Google Distributed Cloud includes multiple options for cluster logging
and monitoring, including cloud-based managed services, open source tools, and
validated compatibility with third-party commercial solutions. This document explains these options and provides some basic guidance on selecting the proper
solution for your environment.
Options for Google Distributed Cloud
You have several logging and monitoring options for your Google Distributed Cloud:
Cloud Logging and Cloud Monitoring, enabled by in-cluster agents
deployed with Google Distributed Cloud.
Prometheus and Grafana, disabled by default.
Validated configurations with third-party solutions.

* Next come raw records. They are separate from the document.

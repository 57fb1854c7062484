use super::sink::{PayloadSink, SinkError, SinkFuture};
use flate2::Compression;
use flate2::read::GzDecoder;
use flate2::write::GzEncoder;
use std::io::{Read, Write};
use std::path::{Path, PathBuf};
use std::sync::atomic::{AtomicU64, Ordering};
use std::time::Duration;
use tokio::fs;
use tokio::io::AsyncWriteExt;
use tokio::sync::Mutex;

const PLAIN_SUFFIX: &str = ".json";
const COMPRESSED_SUFFIX: &str = ".json.gz";

#[derive(Debug, Clone)]
pub struct SpoolConfig {
    pub storage_path: PathBuf,
    pub max_disk_usage: u64, // bytes
    pub retention_period: Duration,
    pub compression: bool,
}

impl Default for SpoolConfig {
    fn default() -> Self {
        Self {
            storage_path: PathBuf::from("/tmp/rask-metric-reporter/spool"),
            max_disk_usage: 256 * 1024 * 1024,                // 256MB
            retention_period: Duration::from_secs(72 * 3600), // 3 days
            compression: true,
        }
    }
}

/// Directory of payloads that failed delivery, one file per payload.
///
/// Ids are `<millis>-<sequence>-<uuid>` with both numbers zero-padded, so
/// sorting ids sorts payloads oldest first, even within one millisecond.
#[derive(Debug)]
pub struct DiskSpool {
    config: SpoolConfig,
    current_usage: Mutex<u64>,
    sequence: AtomicU64,
}

impl DiskSpool {
    pub async fn open(config: SpoolConfig) -> Result<Self, SinkError> {
        // Create storage directory if it doesn't exist
        fs::create_dir_all(&config.storage_path).await?;

        let current_usage = Self::calculate_disk_usage(&config.storage_path).await?;
        let next_sequence = Self::next_sequence(&config.storage_path).await?;

        Ok(Self {
            config,
            current_usage: Mutex::new(current_usage),
            sequence: AtomicU64::new(next_sequence),
        })
    }

    pub fn config(&self) -> &SpoolConfig {
        &self.config
    }

    /// Persist a payload and return its id.
    pub async fn store_payload(&self, payload: &str) -> Result<String, SinkError> {
        let data = if self.config.compression {
            let mut encoder = GzEncoder::new(Vec::new(), Compression::fast());
            encoder.write_all(payload.as_bytes())?;
            encoder.finish()?
        } else {
            payload.as_bytes().to_vec()
        };

        let mut usage = self.current_usage.lock().await;
        let needed = data.len() as u64;
        if usage.saturating_add(needed) > self.config.max_disk_usage {
            return Err(SinkError::DiskSpaceExceeded {
                needed,
                available: self.config.max_disk_usage.saturating_sub(*usage),
            });
        }

        // Taken under the usage lock so ids follow write order.
        let stored_at = chrono::Utc::now().timestamp_millis();
        let sequence = self.sequence.fetch_add(1, Ordering::Relaxed);
        let id = format!(
            "{stored_at:013}-{sequence:020}-{}",
            uuid::Uuid::new_v4().simple()
        );

        let suffix = if self.config.compression {
            COMPRESSED_SUFFIX
        } else {
            PLAIN_SUFFIX
        };
        let file_path = self.config.storage_path.join(format!("{id}{suffix}"));
        let mut file = fs::File::create(&file_path).await?;
        file.write_all(&data).await?;
        file.sync_all().await?;

        *usage += needed;

        tracing::debug!("Spooled payload {} ({} bytes)", id, data.len());
        Ok(id)
    }

    /// Ids of all spooled payloads, oldest first.
    pub async fn list(&self) -> Result<Vec<String>, SinkError> {
        let mut ids = Vec::new();
        let mut entries = fs::read_dir(&self.config.storage_path).await?;

        while let Some(entry) = entries.next_entry().await? {
            if let Some(file_name) = entry.file_name().to_str()
                && let Some(id) = Self::id_from_file_name(file_name)
            {
                ids.push(id.to_string());
            }
        }

        ids.sort();
        Ok(ids)
    }

    pub async fn load(&self, id: &str) -> Result<String, SinkError> {
        let (path, compressed) = self.locate(id)?;
        let data = fs::read(&path).await?;

        let bytes = if compressed {
            let mut decoder = GzDecoder::new(data.as_slice());
            let mut decompressed = Vec::new();
            decoder.read_to_end(&mut decompressed)?;
            decompressed
        } else {
            data
        };

        String::from_utf8(bytes).map_err(|e| SinkError::InvalidPayload(format!("{id}: {e}")))
    }

    pub async fn remove(&self, id: &str) -> Result<(), SinkError> {
        let (path, _) = self.locate(id)?;
        let file_size = fs::metadata(&path).await?.len();
        fs::remove_file(&path).await?;

        let mut usage = self.current_usage.lock().await;
        *usage = usage.saturating_sub(file_size);

        tracing::debug!("Removed spooled payload {id}");
        Ok(())
    }

    /// Delete payloads older than the retention period.
    pub async fn cleanup_expired(&self) -> Result<u32, SinkError> {
        let now = chrono::Utc::now().timestamp_millis();
        let retention_millis =
            i64::try_from(self.config.retention_period.as_millis()).unwrap_or(i64::MAX);
        let mut deleted_count = 0;

        for id in self.list().await? {
            let Some(stored_at) = Self::stored_at(&id) else {
                continue;
            };
            if now.saturating_sub(stored_at) > retention_millis
                && let Ok(()) = self.remove(&id).await
            {
                deleted_count += 1;
            }
        }

        if deleted_count > 0 {
            tracing::info!("Cleaned up {deleted_count} expired payloads from spool");
        }

        Ok(deleted_count)
    }

    pub async fn current_disk_usage(&self) -> u64 {
        *self.current_usage.lock().await
    }

    fn locate(&self, id: &str) -> Result<(PathBuf, bool), SinkError> {
        let compressed = self.config.storage_path.join(format!("{id}{COMPRESSED_SUFFIX}"));
        if compressed.exists() {
            return Ok((compressed, true));
        }

        let plain = self.config.storage_path.join(format!("{id}{PLAIN_SUFFIX}"));
        if plain.exists() {
            return Ok((plain, false));
        }

        Err(SinkError::PayloadNotFound(id.to_string()))
    }

    fn id_from_file_name(file_name: &str) -> Option<&str> {
        file_name
            .strip_suffix(COMPRESSED_SUFFIX)
            .or_else(|| file_name.strip_suffix(PLAIN_SUFFIX))
    }

    fn stored_at(id: &str) -> Option<i64> {
        id.split('-').next()?.parse().ok()
    }

    fn sequence_of(id: &str) -> Option<u64> {
        id.split('-').nth(1)?.parse().ok()
    }

    /// One past the highest sequence already on disk.
    async fn next_sequence(path: &Path) -> Result<u64, SinkError> {
        let mut next = 0u64;
        let mut entries = fs::read_dir(path).await?;

        while let Some(entry) = entries.next_entry().await? {
            if let Some(file_name) = entry.file_name().to_str()
                && let Some(id) = Self::id_from_file_name(file_name)
                && let Some(sequence) = Self::sequence_of(id)
            {
                next = next.max(sequence.saturating_add(1));
            }
        }

        Ok(next)
    }

    async fn calculate_disk_usage(path: &Path) -> Result<u64, SinkError> {
        let mut total_size = 0u64;
        let mut entries = fs::read_dir(path).await?;

        while let Some(entry) = entries.next_entry().await? {
            if entry.file_type().await?.is_file() {
                total_size += entry.metadata().await?.len();
            }
        }

        Ok(total_size)
    }
}

impl PayloadSink for DiskSpool {
    fn store<'a>(&'a self, payload: &'a str) -> SinkFuture<'a> {
        Box::pin(async move {
            let id = self.store_payload(payload).await?;
            tracing::info!("Stored unsent metrics payload {id} for resend");
            Ok(())
        })
    }
}

#[cfg(test)]
mod tests {
    use super::*;

    #[test]
    fn test_id_from_file_name() {
        assert_eq!(DiskSpool::id_from_file_name("0001-ab.json"), Some("0001-ab"));
        assert_eq!(DiskSpool::id_from_file_name("0001-ab.json.gz"), Some("0001-ab"));
        assert_eq!(DiskSpool::id_from_file_name("notes.txt"), None);
    }

    #[test]
    fn test_stored_at_parses_prefix() {
        assert_eq!(
            DiskSpool::stored_at("1700000000000-0123abcd"),
            Some(1_700_000_000_000)
        );
        assert_eq!(DiskSpool::stored_at("garbage"), None);
    }

    #[test]
    fn test_sequence_parses_second_field() {
        assert_eq!(
            DiskSpool::sequence_of("1700000000000-00000000000000000042-0123abcd"),
            Some(42)
        );
        assert_eq!(DiskSpool::sequence_of("1700000000000-broken"), None);
    }
}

Cloud Logging and Cloud Monitoring
Google Cloud Observability (formerly Stackdriver) is the built-in observability solution for
Google Cloud. It offers a fully managed logging solution, metrics
collection, monitoring, dashboarding, and alerting. Cloud Monitoring monitors
Google Distributed Cloud clusters in a similar way as cloud-based
GKE clusters.
You can configure the in-cluster agents for the scope of monitoring and logging,
as well as the level of metrics collected:
Scope of logging and monitoring can be set to system components only (the
default) or for system components and applications
Level of metrics collected can be configured for an optimized set of metrics
or for full metrics
Cloud Logging and Cloud Monitoring provide an ideal solution
for customers wanting a single, easy-to-configure, powerful cloud-based
observability solution. We highly recommend Logging and
Monitoring when running workloads only on
Google Distributed Cloud, or workloads on GKE and
Google Distributed Cloud. For applications with components running on
Google Distributed Cloud and traditional on-premises infrastructure, you might
consider other solutions for an end-to-end view of those applications.
Prometheus and Grafana can be enabled on each admin cluster and user cluster.

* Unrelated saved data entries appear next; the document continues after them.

mod common;

use common::*;
use rask_metric_reporter::domain::{HeaderInfo, MetricRecord, ReportBatch, ValueStatistics};
use rask_metric_reporter::encoder::{DurationBasis, FixedClock, GroupLayout, JsonEncoder};
use serde_json::Value;
use std::sync::Arc;

fn encoder() -> JsonEncoder {
    JsonEncoder::new(Arc::new(FixedClock::at(NOW)))
}

#[test]
fn test_counter() {
    assert_eq!(
        encoder().encode_record(&counter_metric()).unwrap(),
        r#"{"type":"counter","name":"org.test.CounterFoo.doStuff","count":10,"dur":0}"#
    );
}

#[test]
fn test_gauge_metric() {
    assert_eq!(
        encoder().encode_record(&gauge_metric()).unwrap(),
        r#"{"type":"gauge","name":"org.test.GaugeFoo.doStuff","value":24.0}"#
    );
}

#[test]
fn test_value_metric() {
    assert_eq!(
        encoder().encode_record(&value_metric()).unwrap(),
        r#"{"type":"value","name":"org.test.ValueFoo.doStuff","n":{"count":3,"avg":14,"max":16,"sum":42,"dur":0}}"#
    );
}

#[test]
fn test_timed_metric() {
    // values converted into microseconds
    assert_eq!(
        encoder().encode_record(&timed_metric()).unwrap(),
        r#"{"type":"timed","name":"org.test.TimedFoo.doStuff","n":{"count":3,"avg":120,"max":140,"sum":360,"dur":0},"e":{"count":2,"avg":210,"max":220,"sum":420,"dur":0}}"#
    );
}

#[test]
fn test_timed_metric_without_errors() {
    let record = MetricRecord::timed(
        "org.test.TimedFoo.quiet",
        collect(&[50], NOW - 2_600),
        ValueStatistics::empty(NOW - 2_600),
    );

    assert_eq!(
        encoder().encode_record(&record).unwrap(),
        r#"{"type":"timed","name":"org.test.TimedFoo.quiet","n":{"count":1,"avg":50,"max":50,"sum":50,"dur":3},"e":{"count":0}}"#
    );
}

#[test]
fn test_metric_list() {
    let metrics = vec![value_metric(), gauge_metric(), counter_metric(), timed_metric()];
    let header = HeaderInfo::default()
        .with_key("key-val")
        .with_env("dev")
        .with_app("app-val")
        .with_server("server-val");

    let json = encoder().encode(&header, &metrics, NOW).unwrap();

    assert!(json.contains(r#""env":"dev""#));
    assert!(json.contains(r#""app":"app-val""#));
    assert!(json.contains(r#""server":"server-val""#));

    let parsed: Value = serde_json::from_str(&json).unwrap();
    assert_eq!(parsed["time"], NOW);
    assert_eq!(parsed["key"], "key-val");
    assert_eq!(parsed["env"], "dev");
    assert_eq!(parsed["app"], "app-val");
    assert_eq!(parsed["server"], "server-val");

    let metric_array = parsed["metrics"].as_array().unwrap();
    assert_eq!(metric_array.len(), 4);

    let types: Vec<_> = metric_array.iter().map(|m| m["type"].as_str().unwrap()).collect();
    assert_eq!(types, ["value", "gauge", "counter", "timed"]);
}

#[test]
fn test_header_key_order() {
    let header = HeaderInfo::new("k", "a", "e", "s");
    let json = encoder().encode(&header, &[gauge_metric()], 42).unwrap();

    assert!(json.starts_with(
        r#"{"time":42,"key":"k","app":"a","env":"e","server":"s","metrics":[{"type":"gauge""#
    ));
    assert!(json.ends_with("}]}"));
}

#[test]
fn test_unset_header_fields_are_empty_strings() {
    let json = encoder().encode(&HeaderInfo::default(), &[], NOW).unwrap();
    let parsed: Value = serde_json::from_str(&json).unwrap();

    for field in ["key", "app", "env", "server"] {
        assert_eq!(parsed[field], "", "field {field}");
    }
}

#[test]
fn test_sanitized_header_round_trips() {
    let header = HeaderInfo::default().with_server(r#"O'Brien "the gauge""#);
    let json = encoder().encode(&header, &[], NOW).unwrap();
    let parsed: Value = serde_json::from_str(&json).unwrap();

    assert_eq!(parsed["server"], "OBrien the gauge");
}

#[test]
fn test_same_snapshot_encodes_identically() {
    let encoder = encoder();
    let batch = ReportBatch::new(
        HeaderInfo::new("k", "a", "e", "s"),
        NOW,
        vec![counter_metric(), gauge_metric(), value_metric(), timed_metric()],
    );

    assert_eq!(
        encoder.encode_batch(&batch).unwrap(),
        encoder.encode_batch(&batch).unwrap()
    );
}

#[test]
fn test_zero_count_statistics_only_carry_count() {
    let records = vec![
        MetricRecord::value("a", ValueStatistics::empty(NOW - 10_000)),
        MetricRecord::timed("b", ValueStatistics::empty(0), ValueStatistics::empty(0)),
    ];
    let json = encoder().encode(&HeaderInfo::default(), &records, NOW).unwrap();
    let parsed: Value = serde_json::from_str(&json).unwrap();

    let blocks = [
        &parsed["metrics"][0]["n"],
        &parsed["metrics"][1]["n"],
        &parsed["metrics"][1]["e"],
    ];
    for block in blocks {
        let keys: Vec<_> = block.as_object().unwrap().keys().cloned().collect();
        assert_eq!(keys, ["count"]);
    }
}

#[test]
fn test_gauge_group_is_valid_json_object() {
    let json = encoder()
        .encode(&HeaderInfo::default(), &[gauge_group_metric()], NOW)
        .unwrap();
    let parsed: Value = serde_json::from_str(&json).unwrap();

    let group = &parsed["metrics"][0]["group"];
    assert_eq!(group["heap"], 128.5);
    assert_eq!(group["nonHeap"], 64.0);
}

#[test]
fn test_legacy_group_layout() {
    let json = encoder()
        .with_group_layout(GroupLayout::LegacyArray)
        .encode_record(&gauge_group_metric())
        .unwrap();

    assert_eq!(
        json,
        r#"{"type":"gaugeGroup","name":"jvm.memory","group":["heap":128.5, "nonHeap":64.0]}"#
    );
}

#[test]
fn test_collection_time_basis_ignores_live_clock() {
    let clock = FixedClock::at(NOW + 3_600_000);
    let encoder = JsonEncoder::new(Arc::new(clock))
        .with_duration_basis(DurationBasis::CollectionTime);

    let json = encoder.encode(&HeaderInfo::default(), &[counter_metric()], NOW).unwrap();
    assert!(json.contains(r#""count":10,"dur":0"#));
}

#[test]
fn test_non_finite_gauge_is_null() {
    let json = encoder()
        .encode(&HeaderInfo::default(), &[MetricRecord::gauge("g", f64::NAN)], NOW)
        .unwrap();
    let parsed: Value = serde_json::from_str(&json).unwrap();

    assert!(parsed["metrics"][0]["value"].is_null());
}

Prometheus and Grafana is recommended for application teams with prior
experience with those products, or for operational teams who prefer to retain
application metrics within the cluster and for troubleshooting issues when
network connectivity is lost.
Third-party solutions
Google has worked with several third-party logging and monitoring solution
providers to help their products work well with Google Distributed Cloud.
These include Datadog, Elastic, and Splunk. Additional validated third parties
will be added in the future.
For more information about using third-party solutions with
Google Distributed Cloud, see the following:
How logging and monitoring for Google Distributed Cloud works
Logging and monitoring agents are installed and activated in each
cluster when you create a new admin or user cluster. The agents collect data about system components—the scope of which you can configure.
To view the collected data on the Google Cloud console, you must configure the Google Cloud project that stores the logs and metrics you want to view.
The logging and monitoring agents on each cluster include:
GKE metrics agent(gke-metrics-agent). A DaemonSet that sends metrics to the Cloud Monitoring API.
Log forwarder(stackdriver-log-forwarder). A Fluent Bit DaemonSet that forwards logs
from each machine to Cloud Logging. The log forwarder buffers the log
entries on the node locally and resends them for up to four hours. If the
buffer gets full or if the log forwarder can't reach the Cloud Logging API
for more than four hours, then logs are dropped.
Global GKE metrics agent(gke-metrics-agent-global). A
Deployment that sends metrics to the Cloud Monitoring API.
Metadata agent(stackdriver-metadata-agent). A
Deployment that sends metadata for Kubernetes resources such as pods,
deployments, or nodes to the Stackdriver Resource Metadata API; this
data is used to enrich metric queries by enabling you to query by
deployment name, node name, or even Kubernetes service name.
You can see all the Deployment agents by running the following
command:
Configuring logging and monitoring agents for Google Distributed Cloud
The agents installed with Google Distributed Cloud collect data
about system components, subject to your settings and configuration, for the
purposes of maintaining and troubleshooting issues with your clusters.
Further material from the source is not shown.